A quel tempo egli era un oscuro e povero medico, laureatosi appena; traversava sui transatlantici per vedere un po' di mondo. Il morto, egli se ne ricordava, era un cileno erculeo, proprietario di fattorie, forse quarantenne, che aveva per moglie una piccola donna, gracile, miope, senza età, senza ornamento alcuno, tale da non potersi comprendere per qual modo gli fosse piaciuta. In alto mare lo avevano preso le febbri e la dissenterìa; si ricordava ch'era morto bestemmiando, in un accesso di furore che gli fermò l'aorta. Di notte lo portarono sulla tolda ravvolto in un lenzuolo, e quattro marinai, prima di lanciarlo in acqua, lo avevano fatto dondolare cinque o sei volte a forza di braccia, sovra il parapetto lucido...

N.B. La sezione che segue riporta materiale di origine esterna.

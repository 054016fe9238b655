//! Background unpacking of a tar stream into the unarchive filesystem.

use std::collections::HashSet;
use std::sync::{Arc, OnceLock};
use std::time::{Duration, SystemTime};

use tokio::io::{AsyncRead, AsyncReadExt};
use tokio::sync::watch;
use tokio::task::JoinSet;
use tracing::{debug, warn};

use crate::cancel;
use crate::error::{ErrorKind, FsError, Result};
use crate::fs::{dispatch, FileMode, Fs, OpenFlags};
use crate::fs::file as file_ops;
use crate::path;
use crate::tar::header::{self, EntryKind, Header, BLOCK_SIZE};
use crate::tar::pool::BufferPool;
use crate::tar::ready::ReadyBus;

/// State shared between the unpacker, its background writers, and the
/// filesystem surface.
pub(crate) struct UnpackState {
    pub ready: ReadyBus,
    pub token: cancel::Token,
    done_tx: watch::Sender<bool>,
    error: OnceLock<Arc<FsError>>,
}

impl UnpackState {
    pub fn new(token: cancel::Token) -> UnpackState {
        UnpackState {
            ready: ReadyBus::new(),
            token,
            done_tx: watch::channel(false).0,
            error: OnceLock::new(),
        }
    }

    /// Records the first terminal error and releases blocked waiters.
    pub fn fail(&self, err: FsError) {
        warn!(error = %err, "unarchive failed");
        let _ = self.error.set(Arc::new(err));
        self.done_tx.send_replace(true);
    }

    pub fn finish(&self) {
        self.done_tx.send_replace(true);
    }

    pub fn is_done(&self) -> bool {
        *self.done_tx.borrow()
    }

    pub fn error(&self) -> Option<FsError> {
        self.error.get().map(|shared| FsError::Shared(shared.clone()))
    }

    pub async fn wait_done(&self) {
        let mut receiver = self.done_tx.subscribe();
        let _ = receiver.wait_for(|done| *done).await;
    }
}

pub(crate) struct Unpacker<R> {
    reader: R,
    backing: Arc<dyn Fs>,
    state: Arc<UnpackState>,
    small: Arc<BufferPool>,
    large: Arc<BufferPool>,
    made_dirs: HashSet<String>,
    writers: JoinSet<()>,
}

impl<R: AsyncRead + Send + Unpin + 'static> Unpacker<R> {
    pub fn spawn(
        reader: R,
        backing: Arc<dyn Fs>,
        state: Arc<UnpackState>,
        small: Arc<BufferPool>,
        large: Arc<BufferPool>,
    ) {
        let unpacker = Unpacker {
            reader,
            backing,
            state,
            small,
            large,
            made_dirs: HashSet::new(),
            writers: JoinSet::new(),
        };
        tokio::spawn(unpacker.run());
    }

    async fn run(mut self) {
        let outcome = self.unpack().await;
        // Background writers must settle before completion is reported;
        // they record their own failures into the shared state.
        while self.writers.join_next().await.is_some() {}
        match outcome {
            Ok(()) => {
                debug!("unarchive complete");
                self.state.finish();
            }
            Err(err) => self.state.fail(err),
        }
        // Dropping the reader releases the underlying source.
        drop(self.reader);
    }

    async fn unpack(&mut self) -> Result<()> {
        let mut long_name: Option<String> = None;
        let mut saw_zero_block = false;

        loop {
            if self.state.token.is_cancelled() {
                return Err(self.state.token.error());
            }
            let mut block = [0u8; BLOCK_SIZE];
            if !self.read_block(&mut block).await? {
                return Ok(());
            }
            let header = match header::parse(&block)? {
                Some(header) => {
                    saw_zero_block = false;
                    header
                }
                None if saw_zero_block => return Ok(()),
                None => {
                    saw_zero_block = true;
                    continue;
                }
            };

            match header.kind {
                EntryKind::LongName => {
                    long_name = Some(self.read_long_name(&header).await?);
                }
                EntryKind::PaxExtended | EntryKind::Other => {
                    self.discard(header.size + header.padding()).await?;
                }
                EntryKind::Dir => {
                    let raw = long_name.take().unwrap_or_else(|| header.name.clone());
                    self.discard(header.size + header.padding()).await?;
                    let target = path::clean(&raw);
                    if target != path::ROOT {
                        // Ancestors are created inline so the spawned
                        // leaf mkdir cannot race against them.
                        self.ensure_parent(&target).await?;
                        self.spawn_mkdir(target, FileMode::new(header.mode));
                    }
                }
                EntryKind::File => {
                    let raw = long_name.take().unwrap_or_else(|| header.name.clone());
                    let target = path::clean(&raw);
                    if target == path::ROOT {
                        self.discard(header.size + header.padding()).await?;
                        continue;
                    }
                    self.ensure_parent(&target).await?;
                    self.write_entry(&header, target).await?;
                }
            }
        }
    }

    /// Reads one block. Returns `false` on a clean end of stream.
    async fn read_block(&mut self, block: &mut [u8; BLOCK_SIZE]) -> Result<bool> {
        let mut filled = 0;
        while filled < BLOCK_SIZE {
            let read = self.reader.read(&mut block[filled..]).await?;
            if read == 0 {
                if filled == 0 {
                    return Ok(false);
                }
                return Err(FsError::Backend("truncated tar header block".into()));
            }
            filled += read;
        }
        Ok(true)
    }

    async fn read_long_name(&mut self, header: &Header) -> Result<String> {
        let mut raw = vec![0u8; header.size as usize];
        self.reader.read_exact(&mut raw).await?;
        self.discard(header.padding()).await?;
        let end = raw.iter().position(|byte| *byte == 0).unwrap_or(raw.len());
        Ok(String::from_utf8_lossy(&raw[..end]).into_owned())
    }

    async fn discard(&mut self, mut remaining: u64) -> Result<()> {
        let mut chunk = [0u8; BLOCK_SIZE];
        while remaining > 0 {
            let want = remaining.min(BLOCK_SIZE as u64) as usize;
            let read = self.reader.read(&mut chunk[..want]).await?;
            if read == 0 {
                return Err(FsError::Backend("truncated tar entry".into()));
            }
            remaining -= read as u64;
        }
        Ok(())
    }

    async fn ensure_parent(&mut self, target: &str) -> Result<()> {
        let parent = path::parent(target);
        if parent == path::ROOT || self.made_dirs.contains(parent) {
            return Ok(());
        }
        dispatch::mkdir_all(self.backing.as_ref(), parent, FileMode::new(0o755)).await?;
        for prefix in path::prefixes(parent) {
            self.made_dirs.insert(prefix.to_owned());
        }
        Ok(())
    }

    fn spawn_mkdir(&mut self, target: String, mode: FileMode) {
        let backing = self.backing.clone();
        let state = self.state.clone();
        self.writers.spawn(async move {
            let outcome = match dispatch::mkdir(backing.as_ref(), &target, mode.perm()).await {
                Err(err) if err.is(ErrorKind::Exist) => {
                    dispatch::chmod(backing.as_ref(), &target, mode.perm()).await
                }
                other => other,
            };
            if let Err(err) = outcome {
                state.fail(err);
            }
        });
    }

    async fn write_entry(&mut self, header: &Header, target: String) -> Result<()> {
        let size = header.size;
        let mode = FileMode::new(header.mode);
        let mtime = SystemTime::UNIX_EPOCH + Duration::from_secs(header.mtime);

        let mut first = self.small.acquire().await;
        let head_len = (size as usize).min(first.len());
        self.reader.read_exact(&mut first[..head_len]).await?;

        if size <= self.small.buffer_size() as u64 {
            // The whole entry fits one small buffer: hand the write to a
            // background task so the reader can advance.
            self.discard(header.padding()).await?;
            let backing = self.backing.clone();
            let state = self.state.clone();
            self.writers.spawn(async move {
                let write = write_file(
                    backing.as_ref(),
                    &target,
                    &first[..head_len],
                    mode,
                    mtime,
                )
                .await;
                match write {
                    Ok(()) => state.ready.emit(&target),
                    Err(err) => state.fail(err),
                }
            });
            return Ok(());
        }

        // Larger than a small buffer: the tar cursor cannot advance past
        // this entry until its data is consumed, so finish the copy
        // inline through a large buffer.
        let flags = OpenFlags::WRITE_ONLY | OpenFlags::CREATE | OpenFlags::TRUNCATE;
        let mut destination =
            dispatch::open_file(self.backing.as_ref(), &target, flags, mode.perm()).await?;
        file_ops::write(destination.as_mut(), &first[..head_len]).await?;
        drop(first);

        let mut remaining = size - head_len as u64;
        let mut big = self.large.acquire().await;
        while remaining > 0 {
            if self.state.token.is_cancelled() {
                let _ = destination.close().await;
                return Err(self.state.token.error());
            }
            let want = remaining.min(big.len() as u64) as usize;
            let read = self.reader.read(&mut big[..want]).await?;
            if read == 0 {
                let _ = destination.close().await;
                return Err(FsError::Backend("truncated tar entry".into()));
            }
            file_ops::write(destination.as_mut(), &big[..read]).await?;
            remaining -= read as u64;
        }
        drop(big);
        destination.close().await?;
        self.discard(header.padding()).await?;

        apply_times(self.backing.as_ref(), &target, mtime).await?;
        self.state.ready.emit(&target);
        Ok(())
    }
}

async fn write_file(
    backing: &dyn Fs,
    target: &str,
    contents: &[u8],
    mode: FileMode,
    mtime: SystemTime,
) -> Result<()> {
    let flags = OpenFlags::WRITE_ONLY | OpenFlags::CREATE | OpenFlags::TRUNCATE;
    let mut handle = dispatch::open_file(backing, target, flags, mode.perm()).await?;
    if !contents.is_empty() {
        file_ops::write(handle.as_mut(), contents).await?;
    }
    handle.close().await?;
    apply_times(backing, target, mtime).await
}

async fn apply_times(backing: &dyn Fs, target: &str, mtime: SystemTime) -> Result<()> {
    match dispatch::chtimes(backing, target, None, Some(mtime)).await {
        Err(err) if err.is(ErrorKind::NotImplemented) => Ok(()),
        other => other,
    }
}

Era precisamente quel dondolìo bianco e lento che ora i suoi occhi rivedevano.
— Andrea...
Egli udì, ma non rispose. Volontariamente si lasciava [pg!365] sperdere in una ridda continua d'allucinazioni, che a poco a poco assumevano l'evidenza della realtà.
Ora gli pareva d'esser lontano, frammezzo ad una notte stellata, per mare, con il vento a prua. D'improvviso irrompeva nell'ombra un'aurora violenta; il confine azzurro del cielo si popolava di città fantastiche; sui moli percossi dal sole infuriava una folla gesticolante...
Od era invece una notte profonda, in una città senza lumi, con strade ambigue, con porte sbarrate. Egli l'attraversava correndo, per giungere alla sua casa, che saccheggiavano; ed era notte così folta, che più correva e più smarriva la strada. Nel labirinto dei vicoli, dietro le porte asserragliate si consumava l'orgia fino al sangue; la città era piena di tumulto; per ogni angolo si assassinava.
D'un tratto non era più quella; con un guizzo abbacinante l'elettricità scoppiava da migliaia di lampade: era una piazza enorme, con strade senza fondo, e popolo vi accorreva in tumulto con un fragor di tempesta, plebe irta e scatenata, che urlava, da ogni lato, nel travolgerlo: «Ammazza! Ammazza!»
— Andrea...
Si ricordò che l'aveva già chiamato un'altra volta, forse pochi secondi prima, e vinta quella specie di sonnambulismo che gli offuscava il cervello, guardò l'amante, ancor supina in quel letto sconvolto, e le sue trecce che ingombravano il guanciale, i suoi occhi fermi, il suo volto senza espressione. Si curvò, e disse:
— Ora finalmente sono libero. — Poi le chiese: — Hai paura?